[Collected data entries]
╔══

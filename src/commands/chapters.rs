use std::io::{self, Write};

use anyhow::Result;
use tracing::info;

use crate::cli::ChaptersArgs;
use crate::commands::load_dashboard;
use crate::util::write_json_stdout;
use crate::view::{ChapterRow, PartGroup, Segment, chapter_table};

pub fn run(args: ChaptersArgs) -> Result<()> {
    let data = load_dashboard(&args.source)?;
    let groups = chapter_table(&data.chapters);

    info!(
        chapters = data.chapters.len(),
        groups = groups.len(),
        needs_review = groups
            .iter()
            .flat_map(|group| &group.rows)
            .filter(|row| row.needs_review)
            .count(),
        "chapter table built"
    );

    if args.source.json {
        return write_json_stdout(&groups);
    }

    let mut output = io::BufWriter::new(io::stdout().lock());
    write_text_table(&mut output, &groups)?;
    output.flush()?;
    Ok(())
}

fn write_text_table<W: Write>(output: &mut W, groups: &[PartGroup]) -> Result<()> {
    writeln!(
        output,
        "   {:>4}  {:<36} {:<4} WRT QA  FIX MAN  {:<8} {:<8} STATUS",
        "#", "TITLE", "DOC", "EDIT", "EDITED"
    )?;

    for group in groups {
        writeln!(output, "{}", group.part)?;
        for row in &group.rows {
            write_row(output, row)?;
        }
    }
    Ok(())
}

fn write_row<W: Write>(output: &mut W, row: &ChapterRow) -> Result<()> {
    let marker = if row.needs_review { "*" } else { " " };
    let doc = if row.doc_link.is_some() { "open" } else { "—" };
    let dots: Vec<&str> = row
        .steps
        .iter()
        .map(|dot| if dot.done { "●" } else { "○" })
        .collect();
    let segments: String = row
        .segments
        .iter()
        .map(|segment| match segment {
            Segment::Filled => '■',
            Segment::Current => '▣',
            Segment::Empty => '□',
        })
        .collect();
    let flag = if row.rounds_over_target { " (rounds over target)" } else { "" };

    writeln!(
        output,
        " {marker} {:>4}  {:<36} {:<4}  {}   {}   {}   {}   {:<8} {:<8} {} {}/{}{flag}",
        row.number,
        truncate(&row.title, 36),
        doc,
        dots[0],
        dots[1],
        dots[2],
        dots[3],
        segments,
        row.last_edited,
        row.status.status,
        row.status.completed,
        row.status.total,
    )?;
    Ok(())
}

fn truncate(text: &str, max_chars: usize) -> String {
    if text.chars().count() > max_chars {
        let mut shortened: String = text.chars().take(max_chars.saturating_sub(1)).collect();
        shortened.push('…');
        shortened
    } else {
        text.to_string()
    }
}

#[cfg(test)]
mod tests {
    use super::*;
    use crate::model::Chapter;

    #[test]
    fn table_prints_part_headers_and_review_marker() {
        let chapters: Vec<Chapter> = serde_json::from_str(
            r#"
            [
              { "id": "1", "title": "Ice", "part": "Part I", "number": 1,
                "workflow": { "writing": { "done": true }, "automatedQA": { "done": true },
                              "automatedFixes": { "done": true }, "manualQA": { "done": true } } },
              { "id": "2", "title": "Steam", "part": "Part II", "workflow": {} }
            ]
            "#,
        )
        .expect("fixture should deserialize");

        let mut buf = Vec::new();
        write_text_table(&mut buf, &chapter_table(&chapters)).expect("render to memory");
        let text = String::from_utf8(buf).expect("utf-8 output");
        let lines: Vec<&str> = text.lines().collect();

        assert_eq!(lines.len(), 5);
        assert_eq!(lines[1], "Part I");
        assert!(lines[2].starts_with(" *    1  Ice"));
        assert!(lines[2].contains("▣□□"));
        assert!(lines[2].contains("editorial 4/5"));
        assert_eq!(lines[3], "Part II");
        assert!(lines[4].starts_with("      —  Steam"));
        assert!(lines[4].contains("writing 0/5"));
    }

    #[test]
    fn truncate_keeps_short_titles() {
        assert_eq!(truncate("Ice", 36), "Ice");
        assert_eq!(truncate("abcdef", 4), "abc…");
    }
}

╚══

What needs to be done
Exactly as they appear above, set down all of the records once more.

Task response
filename src/commands/chapters.rs
use std::io::{self, Write};

use anyhow::Result;
use tracing::info;

use crate::cli::ChaptersArgs;
use crate::commands::load_dashboard;
use crate::util::write_json_stdout;
use crate::view::{ChapterRow, PartGroup, Segment, chapter_table};

pub fn run(args: ChaptersArgs) -> Result<()> {
    let data = load_dashboard(&args.source)?;
    let groups = chapter_table(&data.chapters);

    info!(
        chapters = data.chapters.len(),
        groups = groups.len(),
        needs_review = groups
            .iter()
            .flat_map(|group| &group.rows)
            .filter(|row| row.needs_review)
            .count(),
        "chapter table built"
    );

    if args.source.json {
        return write_json_stdout(&groups);
    }

    let mut output = io::BufWriter::new(io::stdout().lock());
    write_text_table(&mut output, &groups)?;
    output.flush()?;
    Ok(())
}

fn write_text_table<W: Write>(output: &mut W, groups: &[PartGroup]) -> Result<()> {
    writeln!(
        output,
        "   {:>4}  {:<36} {:<4} WRT QA  FIX MAN  {:<8} {:<8} STATUS",
        "#", "TITLE", "DOC", "EDIT", "EDITED"
    )?;

    for group in groups {
        writeln!(output, "{}", group.part)?;
        for row in &group.rows {
            write_row(output, row)?;
        }
    }
    Ok(())
}

fn write_row<W: Write>(output: &mut W, row: &ChapterRow) -> Result<()> {
    let marker = if row.needs_review { "*" } else { " " };
    let doc = if row.doc_link.is_some() { "open" } else { "—" };
    let dots: Vec<&str> = row
        .steps
        .iter()
        .map(|dot| if dot.done { "●" } else { "○" })
        .collect();
    let segments: String = row
        .segments
        .iter()
        .map(|segment| match segment {
            Segment::Filled => '■',
            Segment::Current => '▣',
            Segment::Empty => '□',
        })
        .collect();
    let flag = if row.rounds_over_target { " (rounds over target)" } else { "" };

    writeln!(
        output,
        " {marker} {:>4}  {:<36} {:<4}  {}   {}   {}   {}   {:<8} {:<8} {} {}/{}{flag}",
        row.number,
        truncate(&row.title, 36),
        doc,
        dots[0],
        dots[1],
        dots[2],
        dots[3],
        segments,
        row.last_edited,
        row.status.status,
        row.status.completed,
        row.status.total,
    )?;
    Ok(())
}

fn truncate(text: &str, max_chars: usize) -> String {
    if text.chars().count() > max_chars {
        let mut shortened: String = text.chars().take(max_chars.saturating_sub(1)).collect();
        shortened.push('…');
        shortened
    } else {
        text.to_string()
    }
}

#[cfg(test)]
mod tests {
    use super::*;
    use crate::model::Chapter;

    #[test]
    fn table_prints_part_headers_and_review_marker() {
        let chapters: Vec<Chapter> = serde_json::from_str(
            r#"
            [
              { "id": "1", "title": "Ice", "part": "Part I", "number": 1,
                "workflow": { "writing": { "done": true }, "automatedQA": { "done": true },
                              "automatedFixes": { "done": true }, "manualQA": { "done": true } } },
              { "id": "2", "title": "Steam", "part": "Part II", "workflow": {} }
            ]
            "#,
        )
        .expect("fixture should deserialize");

        let mut buf = Vec::new();
        write_text_table(&mut buf, &chapter_table(&chapters)).expect("render to memory");
        let text = String::from_utf8(buf).expect("utf-8 output");
        let lines: Vec<&str> = text.lines().collect();

        assert_eq!(lines.len(), 5);
        assert_eq!(lines[1], "Part I");
        assert!(lines[2].starts_with(" *    1  Ice"));
        assert!(lines[2].contains("▣□□"));
        assert!(lines[2].contains("editorial 4/5"));
        assert_eq!(lines[3], "Part II");
        assert!(lines[4].starts_with("      —  Steam"));
        assert!(lines[4].contains("writing 0/5"));
    }

    #[test]
    fn truncate_keeps_short_titles() {
        assert_eq!(truncate("Ice", 36), "Ice");
        assert_eq!(truncate("abcdef", 4), "abc…");
    }
}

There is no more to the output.